Curie temperature using SPIN package

Dear all

I am a newbie. I want to calculate the Curie temperature of some simple systems i.e. iron using the LAMMPS SPIN package. I need some help in preparing the input file. What I have understood is I have to equilibrate the system at different temperatures using magnetic exchange calculated from DFT. Is it correct? Is the example for Fe given in the examples for the SPIN package good to start with?

Thanks in advance.
Best regards
Lokanath

Can you be more specific as to what kind of help you need exactly?

These are questions for @julient, the author of the SPIN package.

Hi @akohlmey

Basically, I want to calculate the magnetization at various temperatures e.g. 0 to 1500 K at an interval of 100 K. Taking the iron input file from examples, how should I modify it? Here is the input file from the examples folder.

clear
units metal
atom_style spin

dimension 3
boundary p p p

necessary for the serial algorithm (sametag)

atom_modify map array

lattice bcc 2.8665
region box block 0.0 5.0 0.0 5.0 0.0 5.0
create_box 1 box
create_atoms 1 box

setting mass, mag. moments, and interactions for bcc iron

mass 1 55.845
set group all spin 2.2 -1.0 0.0 0.0
velocity all create 100 4928459 rot yes dist gaussian

pair_style hybrid/overlay eam/alloy spin/exchange/biquadratic 3.5
pair_coeff * * eam/alloy Fe_Mishin2006.eam.alloy Fe
pair_coeff * * spin/exchange/biquadratic biquadratic 3.4 0.02726 0.2171 1.841 0.0 0.0 2.0 offset yes
neighbor 0.1 bin
neigh_modify every 10 check yes delay 20

fix 1 all precession/spin cubic 0.001 0.0005 1.0 0.0 0.0 0.0 1.0 0.0 0.0 0.0 1.0
fix_modify 1 energy yes
fix 2 all langevin/spin 0.0 0.0 21

fix 3 all nve/spin lattice moving
timestep 0.0001

compute and output options

compute out_mag all spin
compute out_pe all pe
compute out_ke all ke
compute out_temp all temp

variable magx equal c_out_mag[1]
variable magy equal c_out_mag[2]
variable magz equal c_out_mag[3]
variable magnorm equal c_out_mag[4]
variable emag equal c_out_mag[5]
variable tmag equal c_out_mag[6]

thermo_style custom step time v_magx v_magy v_magz v_magnorm v_tmag v_emag pe etotal
thermo 50

compute outsp all property/atom spx spy spz sp fmx fmy fmz
dump 1 all custom 100 dump_iron.lammpstrj type x y z c_outsp[1] c_outsp[2] c_outsp[3]

run 1000

min_style spin

min_modify alpha_damp 1.0 discrete_factor 10

minimize 1.0e-16 1.0e-16 10000 10000

Thanks and regards
Lokanath

Hello Lokanath,

This should be rather straightforward. The easiest way is to run different simulations, each one of them at a different temperature.

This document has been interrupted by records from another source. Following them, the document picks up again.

//! Newtype IDs for type-safe identifiers.
//!
//! Using newtypes prevents accidentally mixing up different ID types,
//! e.g., passing a ProductId where an EmployeeId is expected. The backend
//! hands out integer primary keys, so the inner type is `i64`.

use serde::{Deserialize, Serialize};
use std::fmt;

/// Macro to generate newtype ID structs.
macro_rules! define_id {
    ($name:ident) => {
        /// A unique identifier.
        #[derive(Debug, Clone, Copy, PartialEq, Eq, Hash, Serialize, Deserialize)]
        #[serde(transparent)]
        pub struct $name(i64);

        impl $name {
            /// Create a new ID from a raw integer.
            pub fn new(id: i64) -> Self {
                Self(id)
            }

            /// Get the raw integer value.
            pub fn value(&self) -> i64 {
                self.0
            }

            /// Consume and return the inner integer.
            pub fn into_inner(self) -> i64 {
                self.0
            }
        }

        impl fmt::Display for $name {
            fn fmt(&self, f: &mut fmt::Formatter<'_>) -> fmt::Result {
                write!(f, "{}", self.0)
            }
        }

        impl From<i64> for $name {
            fn from(id: i64) -> Self {
                Self(id)
            }
        }
    };
}

// Define all ID types
define_id!(ProductId);
define_id!(OrderId);
define_id!(EmployeeId);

To set the spin thermostat at a given temperature, you can have a look at the documentation of the fix Langevin/spin command:
https://docs.lammps.org/fix_langevin_spin.html

If you want to also add lattice vibrations (and so, lattice temperature) to your calculation, you can add a simple fix Langevin to do that.

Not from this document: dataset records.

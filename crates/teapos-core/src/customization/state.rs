//! Editor working state for a drink.

use serde::{Deserialize, Serialize};

/// Snack flavor intensity when nothing says otherwise (middle of 0-10).
pub const DEFAULT_INTENSITY: u8 = 5;

/// Served temperature.
#[derive(Debug, Clone, Copy, PartialEq, Eq, Hash, Serialize, Deserialize, Default)]
pub enum Temperature {
    #[default]
    Iced,
    Hot,
}

impl Temperature {
    pub fn as_str(&self) -> &'static str {
        match self {
            Temperature::Iced => "Iced",
            Temperature::Hot => "Hot",
        }
    }
}

/// Everything the drink editor tracks for one product.
///
/// `sweetness` is tracked and shown but never written into the encoded
/// string, so it does not survive a close/reopen cycle.
#[derive(Debug, Clone, PartialEq, Eq, Serialize, Deserialize)]
pub struct DrinkSelection {
    pub temperature: Temperature,
    /// Ice level label, "Normal" meaning the default pour.
    pub ice_level: String,
    /// Sweetness label (display only, not encoded).
    pub sweetness: String,
    /// Milk or tea base label, empty when unset.
    pub base: String,
    /// Topping labels in the order they were picked.
    pub toppings: Vec<String>,
    /// Flavor shot label, empty when none.
    pub flavor_shot: String,
    /// Size name, empty when not chosen yet.
    pub size: String,
}

impl Default for DrinkSelection {
    fn default() -> Self {
        Self {
            temperature: Temperature::Iced,
            ice_level: "Normal".to_string(),
            sweetness: "100%".to_string(),
            base: String::new(),
            toppings: Vec::new(),
            flavor_shot: String::new(),
            size: String::new(),
        }
    }
}

impl DrinkSelection {
    /// Add the topping if absent, remove it if present. Matching is
    /// exact on the label; pick order is preserved.
    pub fn toggle_topping(&mut self, label: &str) {
        if let Some(idx) = self.toppings.iter().position(|t| t == label) {
            self.toppings.remove(idx);
        } else {
            self.toppings.push(label.to_string());
        }
    }
}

Once one of those simulations has been running for long enough, take the time average of the spin norm (the variable referred to as “magnorm” in your script) over a “long-enough” number of timesteps. Of course, you need to converge and determine what “long-enough” means for your system.

Repeat this operation for each temperature you need. Note that you can easily create scripts to run all those temperatures in parallel. Then, your last step is to plot the averages of the “magnorm” quantity as a function of temperature.

Note that you can find an example of this calculation (performed with the Spin package of Lammps) on the Figure 4a) of this manuscript:
https://www.nature.com/articles/s41524-021-00617-2

Hope this helps! Let me know if you have additional questions!

All the best,
Julien.

Thank you very much for your help @julient.